Imagine a collection of perhaps millions, or even billions, of books accidentally thrown into a pile of fields by a publisher. Every day, the mountains grow exponentially.

Those books are full of knowledge and answers. But how do seekers find them? Books are useless because there is no organization.

This is an unfiltered, glorious raw internet. As a result, most online awareness quests begin with Google (of course, there are other search engines as well). Google’s algorithmic tentacles scan and index every book in its ungodly mountain. When someone enters a query in the search bar, the search algorithm looks up the indexed version of the internet, displays the page, and displays them in a ranked list of top hits.

This approach is very convenient. In fact, it’s so useful that it hasn’t changed radically for over 20 years. But now, Google’s AI researchers, who set the criteria for search engines first, are sketching blueprints for what might come next.

In a paper on arXiv preprint servers, the team suggests that technology that makes the Internet more searchable is at our fingertips. They state that machine learning algorithms for large language models, such as OpenAI’s GPT-3, can completely replace today’s indexing, retrieval, and ranking systems.

Is AI the search engine of the future?

When asking for information, the author writes that most people want to ask an expert for a subtle and reliable response. Instead, they google it. This can work or be terribly wrong. Like when I was panicked and sucked into a health-related rabbit hole at 2 o’clock in the morning.

Search engines display a (preferably high quality) source that contains at least part of the answer, but searchers need to scan, filter, and read the results and stitch the answers together wherever possible.

Search results have improved dramatically over the years. Still, this approach is far from perfect.

There are Q & A tools such as Alexa, Siri, and Google Assistant. However, these tools are vulnerable and have a limited (but ever-growing) repertoire of questions that can be fielded. Although they have their own drawbacks (discussed in detail below), large language models like GPT-3 are much more flexible and new responses in natural language to any query or prompt. Can be built.

The Google team suggests that the next generation of search engines could integrate the best of all the world and integrate today’s top information retrieval systems into large-scale AI.

It’s worth noting that machine learning is already working with classic index and ranking search engines. However, the authors suggest that machine learning can completely replace the system, rather than simply extending it.

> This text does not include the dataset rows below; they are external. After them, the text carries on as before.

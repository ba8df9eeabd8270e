/*!
 * Scheduling Invariant Tests
 * Property checks that hold for every policy on arbitrary workloads
 */

use cpu_sched_sim::scheduler::round_robin;
use cpu_sched_sim::{run, Policy, ProcessSpec, SimConfig, SimulationResult, Tick};
use proptest::prelude::*;
use std::collections::HashMap;

const ALL_POLICIES: [Policy; 4] = [Policy::Sjf, Policy::RoundRobin, Policy::Priority, Policy::Ag];

fn workload_strategy() -> impl Strategy<Value = Vec<ProcessSpec>> {
    prop::collection::vec((0u64..20, 1u64..10, 1i32..10, 1u64..6), 1..8).prop_map(|rows| {
        rows.into_iter()
            .enumerate()
            .map(|(i, (arrival, burst, priority, quantum))| {
                ProcessSpec::new(format!("P{}", i + 1), arrival, burst, priority)
                    .with_quantum(quantum)
            })
            .collect()
    })
}

fn config_strategy() -> impl Strategy<Value = SimConfig> {
    (0u64..3, 1u64..5, 0u64..4).prop_map(|(context_switch, rr_quantum, aging_interval)| SimConfig {
        context_switch,
        rr_quantum,
        aging_interval,
    })
}

fn check_metrics(workload: &[ProcessSpec], result: &SimulationResult) -> Result<(), TestCaseError> {
    prop_assert_eq!(result.processes.len(), workload.len());

    for spec in workload {
        let metrics = result
            .process(&spec.name)
            .ok_or_else(|| TestCaseError::fail(format!("{} missing from result", spec.name)))?;

        prop_assert_eq!(metrics.turnaround, metrics.completion - spec.arrival);
        prop_assert_eq!(metrics.waiting + spec.burst, metrics.turnaround);
        prop_assert!(metrics.completion >= spec.arrival + spec.burst);
    }
    Ok(())
}

fn check_trace(workload: &[ProcessSpec], result: &SimulationResult) -> Result<(), TestCaseError> {
    let arrivals: HashMap<&str, Tick> = workload.iter().map(|p| (p.name.as_str(), p.arrival)).collect();
    let mut executed: HashMap<&str, Tick> = HashMap::new();

    let slices = result.trace.slices();
    for slice in slices {
        prop_assert!(slice.start < slice.end, "empty slice {:?}", slice);
        prop_assert!(slice.start >= arrivals[slice.name.as_str()], "{:?} before arrival", slice);
        *executed.entry(slice.name.as_str()).or_default() += slice.end - slice.start;
    }

    for pair in slices.windows(2) {
        prop_assert!(pair[0].end <= pair[1].start, "overlap {:?}", pair);
    }

    for spec in workload {
        prop_assert_eq!(executed.get(spec.name.as_str()).copied(), Some(spec.burst));
    }

    // Consecutive order entries never repeat a name
    for pair in result.trace.order().windows(2) {
        prop_assert_ne!(&pair[0], &pair[1]);
    }
    Ok(())
}

fn check_quantum_history(
    workload: &[ProcessSpec],
    result: &SimulationResult,
) -> Result<(), TestCaseError> {
    for spec in workload {
        let history = match result.process(&spec.name) {
            Some(metrics) => &metrics.quantum_history,
            None => return Err(TestCaseError::fail(format!("{} missing from result", spec.name))),
        };

        prop_assert_eq!(history.first().copied(), Some(spec.quantum));
        prop_assert_eq!(history.last().copied(), Some(0));
        prop_assert_eq!(history.iter().filter(|&&q| q == 0).count(), 1);

        let growth = &history[..history.len() - 1];
        prop_assert!(growth.windows(2).all(|w| w[0] <= w[1]), "history {:?}", history);
    }
    Ok(())
}

proptest! {
    #![proptest_config(ProptestConfig::with_cases(128))]

    #[test]
    fn prop_metrics_consistent(workload in workload_strategy(), config in config_strategy()) {
        for policy in ALL_POLICIES {
            let result = run(policy, &workload, &config).unwrap();
            prop_assert_eq!(result.policy, policy);
            check_metrics(&workload, &result)?;
        }
    }

    #[test]
    fn prop_trace_accounts_for_every_burst(workload in workload_strategy(), config in config_strategy()) {
        for policy in ALL_POLICIES {
            let result = run(policy, &workload, &config).unwrap();
            check_trace(&workload, &result)?;
        }
    }

    #[test]
    fn prop_simulation_is_deterministic(workload in workload_strategy(), config in config_strategy()) {
        for policy in ALL_POLICIES {
            let first = run(policy, &workload, &config).unwrap();
            let second = run(policy, &workload, &config).unwrap();
            prop_assert_eq!(first, second);
        }
    }

    #[test]
    fn prop_ag_quantum_history_shape(workload in workload_strategy()) {
        let result = run(Policy::Ag, &workload, &SimConfig::default()).unwrap();
        check_quantum_history(&workload, &result)?;
    }

    #[test]
    fn prop_lone_round_robin_process_never_waits(
        arrival in 0u64..20,
        burst in 1u64..30,
        context_switch in 0u64..5,
        quantum in 1u64..8,
    ) {
        let workload = vec![ProcessSpec::new("P1", arrival, burst, 1)];
        let result = round_robin::simulate(&workload, context_switch, quantum).unwrap();
        let metrics = result.process("P1").unwrap();

        prop_assert_eq!(metrics.waiting, 0);
        prop_assert_eq!(metrics.completion, arrival + burst);
    }
}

“What if we completely removed the concept of indexes and replaced them with a large, pre-trained model that efficiently and effectively encodes all the information contained in the corpus?” Donald Metzeler and co-authors I am writing in a paper. “What if the distinction between search and ranking disappears and there is a single response generation phase instead?”

One of the ideal results they envision is a bit like the computer of the Spacecraft Enterprise in Star Trek. Information seekers ask questions and the system answers in conversation. That is, the natural language response you would expect from an expert, and the answer would include a credible citation.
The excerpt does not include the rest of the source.